Next came the choice of a companion product. Townsend looked at market demand in his area and elected to grow organic lettuce as opposed to selecting an obscure crop with a smaller base market.

He says lettuce is well-suited for the aquaponics system, but economic considerations figure in as well. “I look at all of my space out there in terms of what product I can grow and how long it will take,” he said. Year-round demand for lettuce is strong, but this is no monoculture. “I need some sort of a selection, however at the same time there are some products that just aren’t economical to grow in a situation like this. You just have to go through and analyze what you’re getting out of your area.”

He says the enterprise sounds simple, but is not. His 12,000-square foot greenhouse is home to huge water tanks where the tilapia reside. Their waste is filtered and then gravity-fed into the hydroponics system where produce, primarily lettuce, is grown. Townsend’s methods closely parallel those used in the Virgin Islands, but with a twist: The entire operation is operated indoors, whereas the Caribbean method leaves the fish tanks outside. The tropical nature of tilapia, which require water temperatures in the 70’s Fahrenheit, made it necessary to enclose the entire enterprise.

Lettuce growing in the Greater Growth aquaponic greenhouse. Photo credit: Greater Growth.

Townsend expects the company to be profitable by year’s end. With respect to funding, USDA dollars that have been granted to Greater Growth for solar arrays and rainwater capture have defrayed some startup costs, but mostly it’s the Townsends on the hook for the operation. Long term, the company hopes to expand into other urban areas beyond its current location near Knoxville.

For all the serendipity that aquaponics has brought Greater Growth thus far, Townsend hardly considers it a match made in heaven. “I would warn your readers. This isn’t for the faint of heart,” he noted. “Technical assistance is limited, and is more likely to originate with sales people hawking equipment. They sell you something that looks good on an Excel spreadsheet, but the real world is not like that.”

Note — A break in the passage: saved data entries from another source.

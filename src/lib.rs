#![forbid(unsafe_code)]

//! A transport-agnostic JSON-RPC 2.0 runtime for building bidirectional protocol implementations
//! in the shape the Language Server Protocol popularized: a framing codec, a method-name message
//! dispatcher, capability-gated handler registration, `$/progress` streaming, pluggable
//! transports, and client/server session lifecycles. It carries none of the Language Server
//! Protocol's own method catalog, parameter types, or capability keys; callers supply those, the
//! way [`method!`] and [`registry::parse_params`] are written to be driven by any typed
//! params/result a caller supplies rather than a fixed catalog.

/// A re-export of [`async-trait`](https://docs.rs/async-trait) for convenience, used throughout
/// this crate's own object-safe async traits ([`transport::Transport`], [`middleware::Middleware`]).
pub use async_trait::async_trait;

pub mod jsonrpc;

pub mod cancellation;
pub mod capability;
pub mod dispatcher;
#[macro_use]
pub mod method;
pub mod middleware;
pub mod pending;
pub mod progress;
pub mod registry;
pub mod session;
pub mod transport;
pub mod validation;

mod codec;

“A lot of folks get this poetic beauty of aquaponics, of the fish and the plants and the ecosystem…  Day to day reality, you’re up to your elbows in fish poop all the time,” said Townsend. Narrow temperature tolerances, water chemistry issues, and the standard hazards of greenhouse production demand constant attention. “Maintenance is always a concern.  It’s a lot more complex than it looks.”

A few years in the aquaponics business have given Townsend a pragmatic view. “[People] think it’s the next greatest thing from a financial perspective or from a save-the-world perspective, and it’s really neither of those. It is not the answer to world hunger. It’s a tough business,” he says.

In the end, the novelty of the production system is far less important than economic reality. “It’s a great way to grow food very intensely [but] you’ve got to get an upsell.”

“If you don’t, you’re dead.”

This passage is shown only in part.